Considerar los territorios indígenas baldíos es una de las características de los civilizadores blancos. Sobre este arbitrario concepto se han fundado los hatos y asesinado indígenas para expulsarlos de sus tierras. Hasta hace poco eran conocidas la guahibiadas, o sea la cacería de indígenas con el argumento de que ellos desgarretaban las reses. Gran parte del bajo Vichada es territorio indígena titulado como resguardo y contra esta figura chocará el ambicioso proyecto acaudillado por Uribe de civilizar la región.

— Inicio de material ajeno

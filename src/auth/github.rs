use async_trait::async_trait;
use secrecy::{ExposeSecret, SecretString};
use serde::Serialize;

use super::{AuthResult, Authenticator};
use crate::client::VaultClient;
use crate::error::Result;

const LOGIN_PATH: &str = "auth/github/login";

#[derive(Serialize)]
struct LoginBody<'a> {
    token: &'a str,
}

/// Logs in with a GitHub personal access token.
pub struct GitHubLogin {
    token: SecretString,
}

impl GitHubLogin {
    pub(crate) const METHOD: &'static str = "github";

    pub fn new(token: SecretString) -> Self {
        Self { token }
    }
}

#[async_trait]
impl Authenticator for GitHubLogin {
    async fn authenticate(&self, client: &VaultClient) -> Result<AuthResult> {
        tracing::debug!(address = client.address(), "authenticating using GitHub");
        let body = LoginBody {
            token: self.token.expose_secret(),
        };
        client.login(LOGIN_PATH, &body).await
    }

    fn method(&self) -> &'static str {
        Self::METHOD
    }
}
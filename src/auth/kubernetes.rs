use std::path::{Path, PathBuf};

use async_trait::async_trait;
use serde::Serialize;

use super::{AuthResult, Authenticator};
use crate::client::VaultClient;
use crate::error::{Result, VaultError};

/// Where Kubernetes projects the pod's service-account token.
pub const DEFAULT_JWT_PATH: &str = "/var/run/secrets/kubernetes.io/serviceaccount/token";

#[derive(Serialize)]
struct LoginBody<'a> {
    jwt: &'a str,
    role: &'a str,
}

/// Logs in with the pod's service-account JWT.
///
/// The JWT is re-read on every login since the kubelet rotates the
/// projected token file.
pub struct KubernetesLogin {
    mount: String,
    role: String,
    jwt_path: PathBuf,
}

impl KubernetesLogin {
    pub(crate) const METHOD: &'static str = "kubernetes";

    pub fn new(mount: impl Into<String>, role: impl Into<String>, jwt_path: impl AsRef<Path>) -> Self {
        Self {
            mount: mount.into().trim_matches('/').to_string(),
            role: role.into(),
            jwt_path: jwt_path.as_ref().to_path_buf(),
        }
    }

    fn login_path(&self) -> String {
        format!("auth/{}/login", self.mount)
    }

    async fn read_jwt(&self) -> Result<String> {
        let raw = tokio::fs::read_to_string(&self.jwt_path)
            .await
            .map_err(|source| VaultError::Io {
                action: "read service account token from",
                path: self.jwt_path.clone(),
                source,
            })?;
        let jwt = raw.trim();
        if jwt.is_empty() {
            return Err(VaultError::Configuration(format!(
                "service account token file {} is empty",
                self.jwt_path.display()
            )));
        }
        Ok(jwt.to_string())
    }
}

#[async_trait]
impl Authenticator for KubernetesLogin {
    async fn authenticate(&self, client: &VaultClient) -> Result<AuthResult> {
        tracing::debug!(
            address = client.address(),
            mount = %self.mount,
            role = %self.role,
            "authenticating using Kubernetes"
        );
        let jwt = self.read_jwt().await?;
        let body = LoginBody {
            jwt: &jwt,
            role: &self.role,
        };
        client.login(&self.login_path(), &body).await
    }

    fn method(&self) -> &'static str {
        Self::METHOD
    }
}
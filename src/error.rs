use std::io;
use std::path::PathBuf;
use thiserror::Error;

/// Errors that can occur while searching a directory tree
#[derive(Error, Debug)]
pub enum SearchError {
    #[error("Not a directory: {}", path.display())]
    NotADirectory { path: PathBuf },

    #[error("Unreadable file {}: {source}", path.display())]
    FileUnreadable {
        path: PathBuf,
        #[source]
        source: io::Error,
    },

    #[error("Worker pool error: {0}")]
    WorkerPool(String),
}

pub type Result<T> = std::result::Result<T, SearchError>;
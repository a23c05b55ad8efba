use anyhow::{Context, Result};
use clap::{ArgAction, Parser, Subcommand};
use colored::Colorize;
use dialoguer::{Confirm, Input};
use indicatif::{ProgressBar, ProgressStyle};
use std::path::{Path, PathBuf};
use std::time::{Duration, Instant};
use tracing::Level;

use crate::{
    cmd::{check_directory, check_word, tui::TuiApp, SearchForm},
    config::SearchOptions,
    discovery::find_files,
    search::search_directory,
    types::{RankedEntry, WordMap},
};

#[derive(Parser)]
#[command(name = "wordrank")]
#[command(about = "Rank the files under a directory by how often a line occurs in them")]
#[command(version)]
#[command(propagate_version = true)]
pub struct EnhancedCli {
    #[command(subcommand)]
    command: Option<Commands>,

    /// Log more detail to stderr (-v info, -vv debug)
    #[arg(short, long, action = ArgAction::Count, global = true)]
    verbose: u8,
}

#[derive(Subcommand)]
enum Commands {
    /// Rank files by occurrences of a word
    Search {
        /// Directory to search
        directory: PathBuf,

        /// Word (a whole line) to count
        word: String,

        /// Output format (text, json, csv)
        #[arg(short, long, default_value = "text")]
        format: String,

        /// Lower-case the word before matching
        #[arg(long)]
        fold_case: bool,

        /// Maximum number of worker threads
        #[arg(short, long)]
        workers: Option<usize>,
    },

    /// List the files a search would read
    Files {
        /// Directory to scan
        directory: PathBuf,
    },

    /// Interactive search mode
    Interactive,

    /// TUI mode
    Tui,
}

pub struct CliApp {
    cli: EnhancedCli,
}

impl CliApp {
    pub fn new() -> Self {
        Self {
            cli: EnhancedCli::parse(),
        }
    }

    pub fn run() -> Result<()> {
        let app = Self::new();

        // The TUI owns the terminal, so nothing may log over it.
        if !matches!(app.cli.command, Some(Commands::Tui)) {
            init_logging(app.cli.verbose);
        }

        match app.cli.command {
            Some(Commands::Search { directory, word, format, fold_case, workers }) => {
                let mut options = SearchOptions::new().fold_case(fold_case);
                if let Some(workers) = workers {
                    options = options.with_max_workers(workers);
                }
                Self::run_search(&directory, &word, &options, &format)
            }
            Some(Commands::Files { directory }) => Self::run_files(&directory),
            Some(Commands::Interactive) => Self::run_interactive(),
            Some(Commands::Tui) => TuiApp::default().run(),
            None => {
                Self::show_help();
                Ok(())
            }
        }
    }

    fn run_search(directory: &Path, word: &str, options: &SearchOptions, format: &str) -> Result<()> {
        let spinner = show_spinner(&format!("Counting lines under {}", directory.display()))?;
        let start = Instant::now();
        let report = search_directory(directory, word, options);
        spinner.finish_and_clear();

        let report = report.with_context(|| format!("Search failed for {}", directory.display()))?;

        Self::display_results(&report, format, start.elapsed())
    }

    fn run_files(directory: &Path) -> Result<()> {
        let files = find_files(directory)
            .with_context(|| format!("Failed to scan {}", directory.display()))?;

        for file in &files {
            println!("{}", file.display());
        }
        println!("{}", format!("{} files found", files.len()).green());
        Ok(())
    }

    fn run_interactive() -> Result<()> {
        println!("{}", "Interactive Mode".bold().blue());
        println!("{}", "=================".blue());

        let form = Self::get_search_form_interactive()?;
        let fold_case = Confirm::new()
            .with_prompt("Match the word case-insensitively?")
            .default(false)
            .interact()?;

        let options = SearchOptions::new().fold_case(fold_case);
        Self::run_search(Path::new(&form.directory), &form.word, &options, "text")
    }

    fn get_search_form_interactive() -> Result<SearchForm> {
        let directory: String = Input::new()
            .with_prompt("Directory path")
            .validate_with(|input: &String| check_directory(input))
            .interact_text()?;

        let word: String = Input::new()
            .with_prompt("Word")
            .validate_with(|input: &String| check_word(input))
            .interact_text()?;

        Ok(SearchForm::new(directory, word))
    }

    fn display_results(report: &WordMap, format: &str, duration: Duration) -> Result<()> {
        match format.to_lowercase().as_str() {
            "json" => return Self::display_json_results(report),
            "csv" => return Self::display_csv_results(&report.word_map),
            _ => {}
        }

        println!("\n{}", "=".repeat(50).blue());
        println!("{}", format!("RESULTS FOR \"{}\"", report.word).blue().bold());
        println!("{}", "=".repeat(50).blue());

        Self::display_text_results(&report.word_map);

        let unreadable = report.word_map.iter().filter(|e| e.error.is_some()).count();
        println!("{}", "=".repeat(50).blue());
        println!("{}", format!("Search completed in {} ms", duration.as_millis()).italic());
        println!("{}", format!("Ranked {} files", report.word_map.len()).green().bold());
        if unreadable > 0 {
            println!("{}", format!("{} files could not be read", unreadable).yellow());
        }

        Ok(())
    }

    fn display_text_results(entries: &[RankedEntry]) {
        if entries.is_empty() {
            println!("{}", "No files found.".yellow());
            return;
        }

        for (i, entry) in entries.iter().enumerate() {
            let count = if entry.count == 0 {
                entry.count.to_string().dimmed()
            } else {
                entry.count.to_string().green()
            };
            match &entry.error {
                Some(error) => println!("  {}: {} → {} ({})", i + 1, entry.name.blue(), count, error.yellow()),
                None => println!("  {}: {} → {}", i + 1, entry.name.blue(), count),
            }
        }
    }

    fn display_json_results(report: &WordMap) -> Result<()> {
        println!("{}", serde_json::to_string_pretty(report)?);
        Ok(())
    }

    fn display_csv_results(entries: &[RankedEntry]) -> Result<()> {
        println!("file,count,error");
        for entry in entries {
            println!(
                "{},{},{}",
                csv_field(&entry.name),
                entry.count,
                csv_field(entry.error.as_deref().unwrap_or(""))
            );
        }
        Ok(())
    }

    fn show_help() {
        println!("{}", "wordrank - rank files by line occurrences".blue().bold());
        println!();
        println!("Usage:");
        println!("  wordrank search <directory> <word>");
        println!("  wordrank files <directory>");
        println!("  wordrank interactive");
        println!("  wordrank tui");
        println!();
        println!("Examples:");
        println!("  wordrank search ./notes todo");
        println!("  wordrank search ./notes TODO --fold-case --format json");
        println!("  wordrank search ./logs error --workers 2 -v");
        println!();
        println!("For more help, run: wordrank --help");
    }
}

impl Default for CliApp {
    fn default() -> Self {
        Self::new()
    }
}

fn init_logging(verbose: u8) {
    let level = match verbose {
        0 => Level::WARN,
        1 => Level::INFO,
        _ => Level::DEBUG,
    };
    tracing_subscriber::fmt()
        .with_max_level(level)
        .with_writer(std::io::stderr)
        .with_target(false)
        .init();
}

pub fn show_spinner(message: &str) -> Result<ProgressBar> {
    let pb = ProgressBar::new_spinner();
    pb.set_style(
        ProgressStyle::default_spinner()
            .template("{spinner:.green} {msg} [{elapsed}]")?
            .tick_chars("⠋⠙⠹⠸⠼⠴⠦⠧⠇⠏ "),
    );
    pb.set_message(message.to_string());
    pb.enable_steady_tick(Duration::from_millis(100));
    Ok(pb)
}

fn csv_field(value: &str) -> String {
    if value.contains([',', '"', '\n', '\r']) {
        format!("\"{}\"", value.replace('"', "\"\""))
    } else {
        value.to_string()
    }
}
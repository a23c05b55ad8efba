use wordrank::cmd::CliApp;

fn main() {
    if let Err(e) = CliApp::run() {
        eprintln!("Error: {:#}", e);
        std::process::exit(1);
    }
}
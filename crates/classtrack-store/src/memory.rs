//! In-memory document store.
//!
//! Used by tests and local development. All data is ephemeral. Watcher
//! fan-out is synchronous with the mutation: by the time `upsert_merge`
//! returns, every live subscription has the new snapshot queued. Operation
//! counters let capacity tests compare observed traffic against the quota
//! estimator's model.

use std::collections::HashMap;
use std::sync::atomic::{AtomicU64, Ordering};
use std::sync::Arc;

use async_trait::async_trait;
use parking_lot::Mutex;
use tokio::sync::mpsc;
use tracing::trace;

use crate::error::StoreResult;
use crate::ops::{merge_fields, DocStore, Document, Fields};
use crate::path::{CollectionPath, DocPath};
use crate::watch::{CollectionEvent, CollectionSubscription, DocEvent, DocSubscription, Subscription};

/// Snapshot of operation counters.
#[derive(Clone, Copy, Debug, Default, PartialEq, Eq)]
pub struct OpCounts {
    pub reads: u64,
    pub writes: u64,
    pub deletes: u64,
}

#[derive(Default)]
struct Counters {
    reads: AtomicU64,
    writes: AtomicU64,
    deletes: AtomicU64,
}

struct Watcher<T> {
    id: u64,
    tx: mpsc::UnboundedSender<T>,
}

#[derive(Default)]
struct Inner {
    docs: HashMap<DocPath, Document>,
    doc_watchers: HashMap<DocPath, Vec<Watcher<DocEvent>>>,
    collection_watchers: HashMap<CollectionPath, Vec<Watcher<CollectionEvent>>>,
    next_watcher_id: u64,
}

impl Inner {
    /// Full member list of a collection, ordered by student id.
    fn collection_docs(&self, collection: &CollectionPath) -> CollectionEvent {
        let mut docs: Vec<_> = self
            .docs
            .iter()
            .filter(|(path, _)| collection.contains(path))
            .map(|(path, doc)| (path.student_id().clone(), doc.clone()))
            .collect();
        docs.sort_by(|a, b| a.0.cmp(&b.0));
        CollectionEvent { docs }
    }

    /// Push a document event to that document's watchers.
    fn notify_doc(&mut self, path: &DocPath, event: DocEvent) {
        if let Some(watchers) = self.doc_watchers.get_mut(path) {
            watchers.retain(|w| w.tx.send(event.clone()).is_ok());
        }
    }

    /// Push the refreshed member list to watchers of the containing
    /// collection, if the document sits in one.
    fn notify_collection(&mut self, path: &DocPath) {
        let Some(collection) = path.collection() else {
            return;
        };
        if self
            .collection_watchers
            .get(&collection)
            .map_or(true, |w| w.is_empty())
        {
            return;
        }
        let event = self.collection_docs(&collection);
        if let Some(watchers) = self.collection_watchers.get_mut(&collection) {
            watchers.retain(|w| w.tx.send(event.clone()).is_ok());
        }
    }
}

/// In-memory [`DocStore`] with watcher fan-out.
///
/// Cheap to clone; clones share the same documents and watchers.
#[derive(Clone, Default)]
pub struct MemoryStore {
    inner: Arc<Mutex<Inner>>,
    counters: Arc<Counters>,
}

impl MemoryStore {
    pub fn new() -> Self {
        Self::default()
    }

    /// Observed operation totals since construction.
    pub fn op_counts(&self) -> OpCounts {
        OpCounts {
            reads: self.counters.reads.load(Ordering::Relaxed),
            writes: self.counters.writes.load(Ordering::Relaxed),
            deletes: self.counters.deletes.load(Ordering::Relaxed),
        }
    }

    /// Whether a document currently exists (test convenience; not counted
    /// as a read).
    pub fn contains(&self, path: &DocPath) -> bool {
        self.inner.lock().docs.contains_key(path)
    }
}

#[async_trait]
impl DocStore for MemoryStore {
    async fn get(&self, path: &DocPath) -> StoreResult<Option<Document>> {
        self.counters.reads.fetch_add(1, Ordering::Relaxed);
        Ok(self.inner.lock().docs.get(path).cloned())
    }

    async fn upsert_merge(&self, path: &DocPath, fields: Fields) -> StoreResult<()> {
        self.counters.writes.fetch_add(1, Ordering::Relaxed);
        let mut inner = self.inner.lock();
        let doc = inner.docs.entry(path.clone()).or_default();
        merge_fields(doc, fields);
        let snapshot = doc.clone();
        trace!(path = %path, "upsert_merge");
        inner.notify_doc(path, DocEvent::Snapshot(snapshot));
        inner.notify_collection(path);
        Ok(())
    }

    async fn delete(&self, path: &DocPath) -> StoreResult<()> {
        self.counters.deletes.fetch_add(1, Ordering::Relaxed);
        let mut inner = self.inner.lock();
        if inner.docs.remove(path).is_some() {
            trace!(path = %path, "delete");
            inner.notify_doc(path, DocEvent::Removed);
            inner.notify_collection(path);
        }
        Ok(())
    }

    fn watch_doc(&self, path: &DocPath) -> DocSubscription {
        let (tx, rx) = mpsc::unbounded_channel();
        let mut inner = self.inner.lock();
        let id = inner.next_watcher_id;
        inner.next_watcher_id += 1;

        // Initial snapshot, only if the document exists — a watch on an
        // absent document stays silent until the first write.
        if let Some(doc) = inner.docs.get(path) {
            let _ = tx.send(DocEvent::Snapshot(doc.clone()));
        }
        inner
            .doc_watchers
            .entry(path.clone())
            .or_default()
            .push(Watcher { id, tx });

        let registry = Arc::clone(&self.inner);
        let watched = path.clone();
        Subscription::new(rx, move || {
            let mut inner = registry.lock();
            if let Some(watchers) = inner.doc_watchers.get_mut(&watched) {
                watchers.retain(|w| w.id != id);
            }
        })
    }

    fn watch_collection(&self, collection: &CollectionPath) -> CollectionSubscription {
        let (tx, rx) = mpsc::unbounded_channel();
        let mut inner = self.inner.lock();
        let id = inner.next_watcher_id;
        inner.next_watcher_id += 1;

        // Collections always deliver an initial list, even an empty one.
        let _ = tx.send(inner.collection_docs(collection));
        inner
            .collection_watchers
            .entry(collection.clone())
            .or_default()
            .push(Watcher { id, tx });

        let registry = Arc::clone(&self.inner);
        let watched = collection.clone();
        Subscription::new(rx, move || {
            let mut inner = registry.lock();
            if let Some(watchers) = inner.collection_watchers.get_mut(&watched) {
                watchers.retain(|w| w.id != id);
            }
        })
    }
}

// ============================================================================
// Tests
// ============================================================================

El programa bandera es Carimagua, un extenso predio (en el Meta) que el Ministro de Agricultura quiso adjudicar a gamonales amigos y parientes rapándoselo a los desplazados. Después de un escándalo, silenciado con un peritazgo emitido por un comité nombrado por el Gobierno, Carimagua sería distribuido en cuatro o cinco predios adjudicables a empresas agroindustriales con el compromiso de emplear como jornaleros a desplazados registrados.

Vichada será testigo pronto de un conflicto entre indígenas, empresarios y narcotraficantes. Hoy por hoy, el Gobierno tiende a favorecer una alianza entre los dos últimos intereses. Tan grave veo el futuro de la región, que tiendo a sentir nostalgia de los antiguos hatos llaneros en que los propietarios eran sólo dueños de las madrinas de ganado y no de la tierra y, por tanto, su propiedad sobre los semovientes estaba respaldada por un yerro y no por una cerca.

En 12 horas regresamos a Bogotá, y habrían sido sólo ocho si el paso del Manacacías no hubiera estado interrumpido por la misma fila de carrotanques de crudo y vehículos con vidrios polarizados y escoltas a discreción que dos días antes habíamos padecido.